Today is: Click here:Today's Meditation

Friday, June 04, 2010

EPA = Ecocide Political Agency

In what is now a weekly occurrence, two more reports/stories were released this week detailing how the EPA's refusal to act as required by law, politicizing every issue, and outright obfuscation has destroyed lives and ironically the environment.

The first story is tragic. After years of asking the EPA to do something, this American community finally had to "sue" the United States in a body associated with the Organization of American States (!) to intervene – then the agency decided to do something:

"Mossville is still suffering. There are still people that are dying," she says.

As evidence, they point to government blood tests showing residents with three times the normal levels of dioxins in their blood. Dioxins are carcinogens, often called the most toxic substance known.

Health surveys in Mossville [Louisiana] show widespread respiratory problems and other ailments. Residents also say many in the community have died young, from cancer.

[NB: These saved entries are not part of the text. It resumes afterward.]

//! Walks a unit once and collects every mutation the active operators propose.

use super::registry::OperatorRegistry;
use super::Mutation;
use crate::ast::SourceUnit;
use tracing::{debug, warn};

/// Mutations for one unit in canonical order: pre-order node traversal, then
/// registry order, then the order each operator yields them in.
///
/// An operator that fails on a node loses only that node's mutations.
pub fn enumerate(registry: &OperatorRegistry, unit: &SourceUnit) -> Vec<Mutation> {
    let mut mutations = Vec::new();

    for node in unit.tree.preorder() {
        for operator in registry.applicable(unit, node) {
            match operator.expand(unit, node) {
                Ok(expanded) => {
                    for mutation in expanded {
                        if unit.tree.get(mutation.target).is_none() {
                            warn!(
                                operator = operator.id(),
                                file = %unit.display_path(),
                                target = ?mutation.target,
                                "Dropping mutation targeting a node outside the tree"
                            );
                            continue;
                        }
                        mutations.push(mutation);
                    }
                }
                Err(e) => {
                    warn!(file = %unit.display_path(), "Skipping node: {}", e);
                }
            }
        }
    }

    debug!(
        file = %unit.display_path(),
        count = mutations.len(),
        "Enumerated mutations"
    );
    mutations
}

After YEARS of rebuffing their requests, the EPA in January agreed to test whether Mossville qualifies as a federal Superfund site. Investigators arrived in April. Superfund designation could mean federal funding for cleanup and, possibly, relocation for residents who want to go.

Mossville won another victory in March. An international human rights commission agreed to rule on a case brought by Mossville against the United States government.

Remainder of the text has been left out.